De gemeente Zwolle maait op twee verschillende manieren. Intensief gebruikt grasgebied, zoals bij speel- en trapveldjes, wordt heel regelmatig gemaaid zodat het gras goed begaanbaar blijft. Stroken die niet veel worden gebruikt of begaan door mensen, zoals bermen en stroken naast oevers, worden veel minder vaak bemaaid: slechts een keer of twee per jaar. Het resultaat ziet er heftig uit.

Deze manier van maaien heet ‘extensief maaien’. Raadslid Eildert Noorda: “Deze aanpak zorgt juist voor meer bloei en biodiversiteit. Het lijkt ingrijpend, maar zo zijn er later in het jaar ook nog bloeiende bermen.” De bermbloemen zijn belangrijk voor onder andere bijen. Zij kunnen daar voldoende voedsel verzamelen over een zo lang mogelijke periode om overwinteren mogelijk te maken. Hoe minder er gemaaid wordt, hoe beter het is voor insecten.

Toch ziet GroenLinks graag dat de gemeente het maaibeleid nog verder verfijnt. Door de aanzienlijke terugloop van de biodiversiteit op het platteland wordt stedelijk gebied steeds belangrijker voor flora en fauna. Noorda: “Paradoxaal genoeg gaan steden steeds meer functioneren als een soort Ark van Noach. Mooi, maar als soorten ook hier verdwijnen zijn ze écht weg. Dat maakt de noodzaak voor behoud van een gezonde biodiversiteit in Zwolle extra groot.”

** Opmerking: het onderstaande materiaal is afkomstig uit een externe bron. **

//! Persisted state store (C12): loads/saves the `openclaw.json` gateway
//! launch-state file.
//!
//! Grounded in `config.rs`'s `Config::load`/`save`, relaxed per §6: unlike
//! `Config::load_from_file`, which `bail!`s when the file is missing,
//! `GatewayState::load` treats a missing or malformed file as
//! `Default::default()` — the same "absent is empty, not fatal" posture
//! `keyring.rs`'s `Credentials::load` already takes toward a missing keyring
//! entry.

use std::path::{Path, PathBuf};
#[cfg(unix)]
use std::os::unix::fs::PermissionsExt;

use serde::{Deserialize, Serialize};

fn default_true() -> bool {
    true
}

fn default_gateway_port() -> u16 {
    crate::constants::DEFAULT_GATEWAY_PORT
}

fn default_bind_mode() -> BindMode {
    BindMode::Loopback
}

fn default_install_path() -> String {
    "~/.openclaw".to_string()
}

/// Loopback-only vs LAN-reachable gateway bind mode.
#[derive(Debug, Clone, Copy, PartialEq, Eq, Serialize, Deserialize)]
#[serde(rename_all = "lowercase")]
pub enum BindMode {
    /// Gateway only accepts connections from localhost.
    Loopback,
    /// Gateway accepts connections from the local network.
    Lan,
}

/// Persisted gateway launch state, defaulted field-by-field on load.
#[derive(Debug, Clone, PartialEq, Serialize, Deserialize)]
#[serde(rename_all = "camelCase")]
pub struct GatewayState {
    /// Whether the user has enabled the gateway at all.
    #[serde(default)]
    pub is_enabled: bool,
    /// Local port the gateway listens on.
    #[serde(default = "default_gateway_port")]
    pub gateway_port: u16,
    /// Full gateway WebSocket URL, when known (overrides host:port derivation).
    #[serde(default, skip_serializing_if = "Option::is_none")]
    pub gateway_url: Option<String>,
    /// Gateway health-check URL, when known.
    #[serde(default, skip_serializing_if = "Option::is_none")]
    pub gateway_health_url: Option<String>,
    /// Loopback or LAN bind mode.
    #[serde(default = "default_bind_mode")]
    pub bind_mode: BindMode,
    /// Whether this client should launch the gateway process itself.
    #[serde(default = "default_true")]
    pub auto_start_gateway: bool,
    /// Whether this client should keep the MCP bridge in sync automatically.
    #[serde(default = "default_true")]
    pub auto_sync_mcp_bridge: bool,
    /// Install directory for the gateway runtime.
    #[serde(default = "default_install_path")]
    pub install_path: String,
    /// Last gateway version this client observed, for upgrade prompts.
    #[serde(default, skip_serializing_if = "Option::is_none")]
    pub last_known_version: Option<String>,
}

impl Default for GatewayState {
    fn default() -> Self {
        Self {
            is_enabled: false,
            gateway_port: default_gateway_port(),
            gateway_url: None,
            gateway_health_url: None,
            bind_mode: default_bind_mode(),
            auto_start_gateway: true,
            auto_sync_mcp_bridge: true,
            install_path: default_install_path(),
            last_known_version: None,
        }
    }
}

impl GatewayState {
    /// Load state from `path`, defaulting instead of erroring on a missing
    /// file or malformed JSON.
    #[must_use]
    pub async fn load(path: &Path) -> Self {
        match tokio::fs::read_to_string(path).await {
            Ok(content) => serde_json::from_str(&content).unwrap_or_else(|e| {
                log::warn!("state: {} is malformed, using defaults: {e}", path.display());
                Self::default()
            }),
            Err(e) => {
                log::debug!("state: {} not found, using defaults: {e}", path.display());
                Self::default()
            }
        }
    }

    /// Persist state to `path` as pretty JSON, `0o600` on Unix.
    ///
    /// # Errors
    ///
    /// Returns an error if the parent directory doesn't exist or the write
    /// fails.
    pub async fn save(&self, path: &Path) -> anyhow::Result<()> {
        let json = serde_json::to_string_pretty(self)?;
        tokio::fs::write(path, json).await?;

        #[cfg(unix)]
        {
            let perms = std::fs::Permissions::from_mode(0o600);
            tokio::fs::set_permissions(path, perms).await?;
        }

        Ok(())
    }

    /// The default `openclaw.json` path under a configuration directory.
    #[must_use]
    pub fn default_path(config_dir: &Path) -> PathBuf {
        config_dir.join("openclaw.json")
    }

    /// The effective gateway WebSocket URL: `gateway_url` when set, else
    /// derived from `bind_mode`/`gateway_port`.
    #[must_use]
    pub fn effective_gateway_url(&self) -> String {
        if let Some(url) = &self.gateway_url {
            return url.clone();
        }
        let host = match self.bind_mode {
            BindMode::Loopback => "127.0.0.1",
            BindMode::Lan => "0.0.0.0",
        };
        format!("ws://{host}:{}/gateway", self.gateway_port)
    }
}

#[cfg(test)]
mod tests {
    use super::*;

    #[tokio::test]
    async fn test_load_missing_file_returns_defaults() {
        let dir = tempfile::tempdir().unwrap();
        let state = GatewayState::load(&dir.path().join("does-not-exist.json")).await;
        assert_eq!(state, GatewayState::default());
    }

    #[tokio::test]
    async fn test_load_malformed_json_returns_defaults() {
        let dir = tempfile::tempdir().unwrap();
        let path = dir.path().join("openclaw.json");
        tokio::fs::write(&path, "{not valid json").await.unwrap();
        let state = GatewayState::load(&path).await;
        assert_eq!(state, GatewayState::default());
    }

    #[tokio::test]
    async fn test_load_partial_json_fills_in_defaults() {
        let dir = tempfile::tempdir().unwrap();
        let path = dir.path().join("openclaw.json");
        tokio::fs::write(&path, r#"{"isEnabled":true,"gatewayPort":9999}"#).await.unwrap();
        let state = GatewayState::load(&path).await;
        assert!(state.is_enabled);
        assert_eq!(state.gateway_port, 9999);
        assert!(state.auto_start_gateway);
        assert_eq!(state.install_path, "~/.openclaw");
    }

    #[tokio::test]
    async fn test_save_then_load_roundtrip() {
        let dir = tempfile::tempdir().unwrap();
        let path = dir.path().join("openclaw.json");
        let mut state = GatewayState::default();
        state.is_enabled = true;
        state.bind_mode = BindMode::Lan;
        state.save(&path).await.unwrap();

        let loaded = GatewayState::load(&path).await;
        assert_eq!(loaded, state);
    }

    #[test]
    fn test_effective_gateway_url_prefers_explicit_override() {
        let mut state = GatewayState::default();
        state.gateway_url = Some("wss://tailnet-host:9000/gateway".to_string());
        assert_eq!(state.effective_gateway_url(), "wss://tailnet-host:9000/gateway");
    }

    #[test]
    fn test_effective_gateway_url_derived_from_bind_mode() {
        let state = GatewayState::default();
        assert_eq!(state.effective_gateway_url(), "ws://127.0.0.1:18789/gateway");
    }
}
impl ChatStream {
    /// Await the next filtered text chunk, or `None` once the run has
    /// terminated (including a flush of the control-block filter's tail).
    pub async fn next(&mut self) -> Option<Result<String, GatewayError>> {
        if self.done {
            return None;
        }
        loop {
            match self.driver.step().await {
                Ok(Some(events)) => {
                    let mut out = String::new();
                    for event in events {
                        match event {
                            NormalizedEvent::TextDelta(s) | NormalizedEvent::TextReplace(s) => {
                                out.push_str(&self.driver.text_filter.consume(&s));
                                self.append_promoted_artifact(&mut out);
                            }
                            NormalizedEvent::Terminal(Err(message)) => {
                                self.done = true;
                                out.push_str(&self.driver.text_filter.finalize());
                                self.append_promoted_artifact(&mut out);
                                if out.is_empty() {
                                    return Some(Err(GatewayError::Chat { message }));
                                }
                                return Some(Ok(out));
                            }
                            NormalizedEvent::Terminal(Ok(())) => {
                                self.done = true;
                                out.push_str(&self.driver.text_filter.finalize());
                                self.append_promoted_artifact(&mut out);
                            }
                            _ => {}
                        }
                    }
                    if !out.is_empty() {
                        return Some(Ok(out));
                    }
                    if self.done {
                        return None;
                    }
                }
                Ok(None) => {
                    self.done = true;
                    let mut tail = self.driver.text_filter.finalize();
                    self.append_promoted_artifact(&mut tail);
                    return if tail.is_empty() { None } else { Some(Ok(tail)) };
                }
                Err(e) => {
                    self.done = true;
                    return Some(Err(e));
                }
            }
        }
    }

    /// Per §4.9: once a `COMPLETE_TASK` block closes, promote its `artifact`
    /// field into the visible text that follows the filtered chunk.
    fn append_promoted_artifact(&self, out: &mut String) {
        if !self.driver.text_filter.just_closed_complete_task() {
            return;
        }
        if let Some(artifact) = ControlBlockFilter::take_artifact(self.driver.text_filter.last_closed_body()) {
            out.push_str(&artifact);
        }
    }
}
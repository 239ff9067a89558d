//! Gateway client core for the OpenClaw agent runtime.
//!
//! A single persistent WebSocket carries bidirectional JSON-RPC plus
//! server-push events (the "frame" layer). Everything above that is built
//! out of small, independently testable collaborators: a request router
//! that correlates responses by id, an event bus that buffers and fans out
//! push frames per run, a reconnect controller that classifies closes and
//! applies backoff, a sequence tracker that detects gaps without
//! reordering, and a delta normalizer that turns raw chat/agent events into
//! a uniform streaming text API.
//!
//! [`client::GatewayClient`] wires all of this into one handle; most
//! embedders only need that module and [`chat`]/[`facade`].

pub mod bridge;
pub mod bus;
pub mod chat;
pub mod client;
pub mod constants;
pub mod control_filter;
pub mod credentials;
pub mod env;
pub mod error;
pub mod facade;
pub mod frame;
pub mod normalizer;
pub mod notifications;
pub mod presence;
pub mod reconnect;
pub mod router;
pub mod sequence;
pub mod state;
pub mod transport;

pub use bridge::TurnSink;
pub use bus::{EventBus, Subscriber};
pub use chat::{ChatRunner, ChatStream};
pub use client::{GatewayClient, TokenProvider};
pub use credentials::{resolve_token, standard_sources, CredentialSource};
pub use error::{GatewayError, RequestErrorKind};
pub use facade::LifecycleFacade;
pub use frame::{EventFrame, Frame};
pub use normalizer::{NormalizedEvent, NormalizerInput};
pub use notifications::{NotificationSink, ToastSuppressor};
pub use presence::PresenceRow;
pub use reconnect::{ConnectionState, ReconnectDecision};
pub use router::RequestRouter;
pub use state::{BindMode, GatewayState};
pub use transport::{CloseInfo, TransportMessage};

Een optie die Noorda het onderzoeken waard vindt is het zogenaamde sinusmaaien. Hierbij trekt de maaier een slingerend pad door het veld. Niet alles wordt in één keer gemaaid. Hierdoor is er een continu nectaraanbod voor insecten. Voor de flora en fauna in Zwolle kan dit een uitkomst zijn. Daarom heeft GroenLinks de volgende vragen gesteld aan de wethouder:

  1. Herkent het college de teleurgestelde reacties uit wijken waar onlangs bloemrijke bermen zijn gemaaid?
  2. Erkent het college de belangrijke rol van bloeiende bermen voor de biodiversiteit?
  3. Ziet het college kans om communicatie over het ‘hoe, waarom en wanneer’ van het huidige extensief maaibeleid te verbeteren? Zo ja: hoe?
  4. Ziet het college kans om in samenspraak met groenbeheerder ROVA actie te ondernemen door timing/fasering van het maaien te verbeteren/verfijnen zodat het minder impact heeft op biodiversiteit en het groene aangezicht van een stadsdeel? Zo ja, welke kansen ziet het college?
  5. Ziet het college kans het huidige extensief maaibeleid verder door te ontwikkelen, bijvoorbeeld door te gaan experimenteren met het zogenaamde sinusmaaien?